You can have fish or you can have progress.
This comment by a Vietnamese environmental advocate who was not allowed to meet with President Obama during this week’s visit to Asia is an indicator of some of the problems that occur when industrialization is left unchecked. President Obama’s recent trip to Vietnam has again shed light on the delicate relationship yet another country is having between its industrialization and the protection of the environment. While several Vietnamese who were asked to come visit with the President of the U.S. were prevented from doing so, at least one was certain that the Vietnamese government did not want Obama to hear about the devastating environmental effects steel production was having on the fishing industry.
In another part of the world where the 2016 Olympics are to be held in fewer than 100 days, another environmental issue is making the news. In a National Public Radio report this week, environmentalists announced that more than 50 tons of dead and smelly fish were removed from a Rio de Janeiro lagoon, a site scheduled to host Olympic events. Although some specialists attempt to blame algae blooms, the water quality in Rio has become a major concern for Olympic organizers, even to the point of delaying the games for the sake of the health of the athletes and the spectators.
Groundwater Treatment and Remediation Allows Industrial Progress with Less Risk
Vietnam and Rio are not the only places in the world concerned about groundwater pollution and the illegal dumping of industrial waste water. In fact, an entire U.S. industry has developed around the topics of groundwater remediation methods and safe waste water treatment. An environmental remediation company’s sole purpose is to find ways for industrial progress to continue in an environmentally safe way. And while groundwater remediation systems are a part of large industrial sites like gasoline refinery plants, many other businesses look to an environmental remediation company to help anticipate problems and find solutions for those problems.
One area that an environmental remediation company will often address is the dewatering of a construction site. This process involves the removal of water from soil or other solid material. The environmental remediation company
uses many ways in which to achieve this. The decision to use centrifugation, filtration, or wet classification is determined by several carefully considered decisions. In all methods, however, the two biggest factors in dewatering include the safety of the workers on the job site and the discharge location for the water and any other accompanying materials.

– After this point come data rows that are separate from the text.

use chrono::{DateTime, TimeZone, Utc};
use serde::{Deserialize, Serialize};
use serde_json::{Map, Value};
use std::fmt;
use uuid::Uuid;

#[derive(Debug, Clone, Copy, Serialize, Deserialize, PartialEq, Eq, Hash)]
#[serde(rename_all = "lowercase")]
pub enum OperationKind {
    Create,
    Update,
    Delete,
    Query,
}

impl OperationKind {
    pub fn as_str(&self) -> &'static str {
        match self {
            OperationKind::Create => "create",
            OperationKind::Update => "update",
            OperationKind::Delete => "delete",
            OperationKind::Query => "query",
        }
    }

    pub fn parse(s: &str) -> Option<Self> {
        match s {
            "create" => Some(OperationKind::Create),
            "update" => Some(OperationKind::Update),
            "delete" => Some(OperationKind::Delete),
            "query" => Some(OperationKind::Query),
            _ => None,
        }
    }

    /// Conventional dispatch priority; higher is more urgent.
    pub fn default_priority(&self) -> i32 {
        match self {
            OperationKind::Create => 1,
            OperationKind::Update => 2,
            OperationKind::Delete => 3,
            OperationKind::Query => 0,
        }
    }
}

impl fmt::Display for OperationKind {
    fn fmt(&self, f: &mut fmt::Formatter<'_>) -> fmt::Result {
        f.write_str(self.as_str())
    }
}

/// A single requested mutation or query against one resource of one base.
#[derive(Debug, Clone, Serialize, Deserialize, PartialEq)]
pub struct Operation {
    pub id: String,
    pub kind: OperationKind,
    pub base_id: String,
    pub resource_id: String,
    /// Field map for create/update, query options for query.
    #[serde(default, skip_serializing_if = "Option::is_none")]
    pub data: Option<Value>,
    /// Target record for update/delete.
    #[serde(default, skip_serializing_if = "Option::is_none")]
    pub record_id: Option<String>,
    pub priority: i32,
    /// Submission time, unix milliseconds.
    pub timestamp: i64,
}

impl Operation {
    pub fn new(kind: OperationKind, base_id: &str, resource_id: &str) -> Self {
        Self {
            id: Uuid::new_v4().to_string(),
            kind,
            base_id: base_id.to_string(),
            resource_id: resource_id.to_string(),
            data: None,
            record_id: None,
            priority: kind.default_priority(),
            timestamp: now_ms(),
        }
    }

    pub fn create(base_id: &str, resource_id: &str, fields: Map<String, Value>) -> Self {
        Self::new(OperationKind::Create, base_id, resource_id).with_data(Value::Object(fields))
    }

    pub fn update(
        base_id: &str,
        resource_id: &str,
        record_id: &str,
        fields: Map<String, Value>,
    ) -> Self {
        Self::new(OperationKind::Update, base_id, resource_id)
            .with_record_id(record_id)
            .with_data(Value::Object(fields))
    }

    pub fn delete(base_id: &str, resource_id: &str, record_id: &str) -> Self {
        Self::new(OperationKind::Delete, base_id, resource_id).with_record_id(record_id)
    }

    pub fn with_data(mut self, data: Value) -> Self {
        self.data = Some(data);
        self
    }

    pub fn with_record_id(mut self, record_id: &str) -> Self {
        self.record_id = Some(record_id.to_string());
        self
    }

    pub fn with_priority(mut self, priority: i32) -> Self {
        self.priority = priority;
        self
    }

    pub fn batch_key(&self) -> BatchKey {
        BatchKey::new(&self.base_id, &self.resource_id, self.kind)
    }
}

/// The (base, resource, kind) triple identifying one accumulation list.
#[derive(Debug, Clone, PartialEq, Eq, Hash)]
pub struct BatchKey {
    pub base_id: String,
    pub resource_id: String,
    pub kind: OperationKind,
}

impl BatchKey {
    pub fn new(base_id: &str, resource_id: &str, kind: OperationKind) -> Self {
        Self {
            base_id: base_id.to_string(),
            resource_id: resource_id.to_string(),
            kind,
        }
    }

    pub fn matches(&self, op: &Operation) -> bool {
        op.base_id == self.base_id && op.resource_id == self.resource_id && op.kind == self.kind
    }
}

impl fmt::Display for BatchKey {
    fn fmt(&self, f: &mut fmt::Formatter<'_>) -> fmt::Result {
        write!(f, "batch:{}:{}:{}", self.base_id, self.resource_id, self.kind)
    }
}

#[derive(Debug, Clone, Copy, Serialize, Deserialize, PartialEq, Eq, Hash)]
pub enum JobType {
    #[serde(rename = "operation-dispatch")]
    OperationDispatch,
    #[serde(rename = "batch-dispatch")]
    BatchDispatch,
    #[serde(rename = "sync")]
    Sync,
    #[serde(rename = "webhook")]
    Webhook,
}

impl JobType {
    pub const ALL: [JobType; 4] = [
        JobType::OperationDispatch,
        JobType::BatchDispatch,
        JobType::Sync,
        JobType::Webhook,
    ];

    pub fn as_str(&self) -> &'static str {
        match self {
            JobType::OperationDispatch => "operation-dispatch",
            JobType::BatchDispatch => "batch-dispatch",
            JobType::Sync => "sync",
            JobType::Webhook => "webhook",
        }
    }

    pub fn parse(s: &str) -> Option<Self> {
        JobType::ALL.into_iter().find(|t| t.as_str() == s)
    }
}

impl fmt::Display for JobType {
    fn fmt(&self, f: &mut fmt::Formatter<'_>) -> fmt::Result {
        f.write_str(self.as_str())
    }
}

#[derive(Debug, Clone, Copy, Serialize, Deserialize, PartialEq, Eq)]
#[serde(rename_all = "lowercase")]
pub enum JobStatus {
    Pending,
    Processing,
    Completed,
    Failed,
}

impl JobStatus {
    pub fn as_str(&self) -> &'static str {
        match self {
            JobStatus::Pending => "pending",
            JobStatus::Processing => "processing",
            JobStatus::Completed => "completed",
            JobStatus::Failed => "failed",
        }
    }

    pub fn parse(s: &str) -> Option<Self> {
        match s {
            "pending" => Some(JobStatus::Pending),
            "processing" => Some(JobStatus::Processing),
            "completed" => Some(JobStatus::Completed),
            "failed" => Some(JobStatus::Failed),
            _ => None,
        }
    }

    pub fn is_terminal(&self) -> bool {
        matches!(self, JobStatus::Completed | JobStatus::Failed)
    }
}

#[derive(Debug, Clone, Copy, Serialize, Deserialize, PartialEq, Eq)]
#[serde(rename_all = "lowercase")]
pub enum BackoffKind {
    Exponential,
    Fixed,
}

impl BackoffKind {
    pub fn as_str(&self) -> &'static str {
        match self {
            BackoffKind::Exponential => "exponential",
            BackoffKind::Fixed => "fixed",
        }
    }

    pub fn parse(s: &str) -> Option<Self> {
        match s {
            "exponential" => Some(BackoffKind::Exponential),
            "fixed" => Some(BackoffKind::Fixed),
            _ => None,
        }
    }
}

/// Durable unit of work as persisted in the `jobs` table.
#[derive(Debug, Clone, Serialize, Deserialize)]
pub struct Job {
    pub id: String,
    pub base_id: String,
    pub job_type: JobType,
    pub status: JobStatus,
    pub priority: i32,
    pub data: Value,
    pub result: Option<Value>,
    /// Attempts started so far; incremented when a worker claims the job.
    pub attempts: i32,
    pub max_attempts: i32,
    pub backoff_kind: BackoffKind,
    pub backoff_ms: i64,
    pub error_message: Option<String>,
    pub scheduled_at: DateTime<Utc>,
    pub started_at: Option<DateTime<Utc>>,
    pub completed_at: Option<DateTime<Utc>>,
    pub created_at: DateTime<Utc>,
}

impl Job {
    /// Delay before the next attempt after `self.attempts` attempts failed.
    pub fn retry_delay_ms(&self) -> i64 {
        match self.backoff_kind {
            BackoffKind::Fixed => self.backoff_ms,
            BackoffKind::Exponential => {
                let exp = (self.attempts - 1).clamp(0, 20) as u32;
                self.backoff_ms.saturating_mul(1_i64 << exp)
            }
        }
    }
}

/// One upstream call attempt (or admission check), never mutated.
#[derive(Debug, Clone, Serialize, Deserialize, PartialEq)]
pub struct ApiCallMetric {
    pub base_id: String,
    pub endpoint: String,
    pub method: String,
    pub status_code: u16,
    pub response_time_ms: i64,
    pub timestamp: DateTime<Utc>,
}

pub fn now_ms() -> i64 {
    Utc::now().timestamp_millis()
}

pub fn from_ms(ms: i64) -> DateTime<Utc> {
    Utc.timestamp_millis_opt(ms).single().unwrap_or_else(Utc::now)
}

#[cfg(test)]
mod tests {
    use super::*;
    use serde_json::json;

    #[test]
    fn batch_key_encodes_triple() {
        let key = BatchKey::new("B1", "T1", OperationKind::Create);
        assert_eq!(key.to_string(), "batch:B1:T1:create");
    }

    #[test]
    fn conventional_priorities() {
        let fields = Map::new();
        assert_eq!(Operation::create("b", "t", fields.clone()).priority, 1);
        assert_eq!(Operation::update("b", "t", "rec1", fields).priority, 2);
        assert_eq!(Operation::delete("b", "t", "rec1").priority, 3);
    }

    #[test]
    fn operation_serializes_kind_lowercase() {
        let op = Operation::delete("b", "t", "rec1");
        let v = serde_json::to_value(&op).unwrap();
        assert_eq!(v["kind"], json!("delete"));
        assert_eq!(v["record_id"], json!("rec1"));
        assert!(v.get("data").is_none());
    }

    #[test]
    fn job_type_round_trips_through_str() {
        for t in JobType::ALL {
            assert_eq!(JobType::parse(t.as_str()), Some(t));
        }
        assert_eq!(JobType::parse("unknown"), None);
    }

    fn job_with(kind: BackoffKind, attempts: i32) -> Job {
        Job {
            id: "j".into(),
            base_id: "b".into(),
            job_type: JobType::Sync,
            status: JobStatus::Processing,
            priority: 0,
            data: json!({}),
            result: None,
            attempts,
            max_attempts: 5,
            backoff_kind: kind,
            backoff_ms: 2000,
            error_message: None,
            scheduled_at: Utc::now(),
            started_at: None,
            completed_at: None,
            created_at: Utc::now(),
        }
    }

    #[test]
    fn exponential_backoff_doubles_per_attempt() {
        assert_eq!(job_with(BackoffKind::Exponential, 1).retry_delay_ms(), 2000);
        assert_eq!(job_with(BackoffKind::Exponential, 2).retry_delay_ms(), 4000);
        assert_eq!(job_with(BackoffKind::Exponential, 3).retry_delay_ms(), 8000);
        assert_eq!(job_with(BackoffKind::Fixed, 3).retry_delay_ms(), 2000);
    }
}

In spite of environmental problems that still exist in this country, the U.S. has several agencies who closing monitor and serve as watchdogs over the protection of both groundwater reservoirs and open sea waters. While many incidences of violations may occur, America is at least watching out for problems. The complete denial of the impact that industry has on the environment, including ground water tables and its pollution, is not as prevalent in America as in other parts of the world. The mere existence of groundwater remediation methods and the companies that provide them speaks to the efforts that the U.S. is making. The continued vigilance of the watchdogs, however, speaks to the continued need for progress and guidance.

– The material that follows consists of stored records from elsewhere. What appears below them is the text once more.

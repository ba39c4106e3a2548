use super::{
    parse_bucket, step_bucket, BucketParams, CoordinationStore, StoreError, TokenGrant,
    FIELD_LAST_REFILL, FIELD_TOKENS,
};
use async_trait::async_trait;
use std::collections::{HashMap, VecDeque};
use std::sync::{Mutex, MutexGuard, PoisonError};
use std::time::{Duration, Instant};

/// Single-process coordination store. Each call holds one lock for its whole
/// read-modify-write, which gives the same atomicity a shared store provides
/// across processes.
#[derive(Debug, Default)]
pub struct MemoryStore {
    entries: Mutex<HashMap<String, Entry>>,
}

#[derive(Debug)]
struct Entry {
    value: Value,
    expires_at: Option<Instant>,
}

#[derive(Debug)]
enum Value {
    Hash(HashMap<String, String>),
    List(VecDeque<String>),
}

impl MemoryStore {
    pub fn new() -> Self {
        Self::default()
    }

    fn lock(&self) -> MutexGuard<'_, HashMap<String, Entry>> {
        self.entries.lock().unwrap_or_else(PoisonError::into_inner)
    }
}

/// Drop `key` if it has expired, then hand back whatever is still live.
fn live<'a>(entries: &'a mut HashMap<String, Entry>, key: &str) -> Option<&'a mut Entry> {
    let expired = entries
        .get(key)
        .and_then(|e| e.expires_at)
        .is_some_and(|at| at <= Instant::now());
    if expired {
        entries.remove(key);
    }
    entries.get_mut(key)
}

fn list_mut<'a>(
    entries: &'a mut HashMap<String, Entry>,
    key: &str,
) -> Result<&'a mut VecDeque<String>, StoreError> {
    if live(entries, key).is_none() {
        entries.insert(
            key.to_string(),
            Entry {
                value: Value::List(VecDeque::new()),
                expires_at: None,
            },
        );
    }
    match entries.get_mut(key).map(|e| &mut e.value) {
        Some(Value::List(list)) => Ok(list),
        _ => Err(StoreError::Malformed {
            key: key.to_string(),
            value: "not a list".into(),
        }),
    }
}

fn expire(entries: &mut HashMap<String, Entry>, key: &str, ttl: Duration) {
    if let Some(entry) = entries.get_mut(key) {
        entry.expires_at = Some(Instant::now() + ttl);
    }
}

#[async_trait]
impl CoordinationStore for MemoryStore {
    async fn take_token(
        &self,
        key: &str,
        params: &BucketParams,
        now_ms: i64,
    ) -> Result<TokenGrant, StoreError> {
        let mut entries = self.lock();
        let current = match live(&mut entries, key).map(|e| &e.value) {
            Some(Value::Hash(h)) => parse_bucket(
                key,
                h.get(FIELD_TOKENS).map(String::as_str),
                h.get(FIELD_LAST_REFILL).map(String::as_str),
            )?,
            Some(Value::List(_)) => {
                return Err(StoreError::Malformed {
                    key: key.to_string(),
                    value: "not a hash".into(),
                })
            }
            None => None,
        };

        let grant = step_bucket(current, params, now_ms);
        let hash = HashMap::from([
            (FIELD_TOKENS.to_string(), grant.state.tokens.to_string()),
            (
                FIELD_LAST_REFILL.to_string(),
                grant.state.last_refill_ms.to_string(),
            ),
        ]);
        entries.insert(
            key.to_string(),
            Entry {
                value: Value::Hash(hash),
                expires_at: Some(Instant::now() + params.ttl),
            },
        );
        Ok(grant)
    }

    async fn hash_get(&self, key: &str, field: &str) -> Result<Option<String>, StoreError> {
        let mut entries = self.lock();
        Ok(match live(&mut entries, key).map(|e| &e.value) {
            Some(Value::Hash(h)) => h.get(field).cloned(),
            _ => None,
        })
    }

    async fn push_back(&self, key: &str, value: String, ttl: Duration) -> Result<usize, StoreError> {
        let mut entries = self.lock();
        let list = list_mut(&mut entries, key)?;
        list.push_back(value);
        let len = list.len();
        expire(&mut entries, key, ttl);
        Ok(len)
    }

    async fn push_front(
        &self,
        key: &str,
        values: Vec<String>,
        ttl: Duration,
    ) -> Result<usize, StoreError> {
        let mut entries = self.lock();
        let list = list_mut(&mut entries, key)?;
        for value in values.into_iter().rev() {
            list.push_front(value);
        }
        let len = list.len();
        expire(&mut entries, key, ttl);
        Ok(len)
    }

    async fn pop_front(&self, key: &str, max: usize) -> Result<Vec<String>, StoreError> {
        let mut entries = self.lock();
        let Some(Value::List(list)) = live(&mut entries, key).map(|e| &mut e.value) else {
            return Ok(Vec::new());
        };
        let n = max.min(list.len());
        let popped: Vec<String> = list.drain(..n).collect();
        if list.is_empty() {
            entries.remove(key);
        }
        Ok(popped)
    }

    async fn len(&self, key: &str) -> Result<usize, StoreError> {
        let mut entries = self.lock();
        Ok(match live(&mut entries, key).map(|e| &e.value) {
            Some(Value::List(list)) => list.len(),
            _ => 0,
        })
    }

    async fn front(&self, key: &str) -> Result<Option<String>, StoreError> {
        let mut entries = self.lock();
        Ok(match live(&mut entries, key).map(|e| &e.value) {
            Some(Value::List(list)) => list.front().cloned(),
            _ => None,
        })
    }

    async fn delete(&self, key: &str) -> Result<(), StoreError> {
        self.lock().remove(key);
        Ok(())
    }
}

Do America’s Environmental Efforts Make U.S. Citizens More Critical of Problems Around the World?
As a nation that went through the industrial revolution many years ago, America has had its turn of making lots of progress very quickly. With that fast progress came many environmental issues that had to be addressed and solved. In some ways, because of this progress Americans tend to demand regulations that were simply not in place during the U.S. industrial revolution. It seems unwise, however, to deny the technology and environmental implications though that we know about. For instance, ground water accounts for more than 95% of this nation’s available fresh water resources. It is also the drinking water source for half the people in this country. It seems foolish that while americans continue to tackle this country’s groundwater remediation projects to let far greater water problems around the world go unchecked.
Research indicates that only 3% of the Earth’s water is fresh water. Doesn’t it seem prudent to make sure we keep it that way?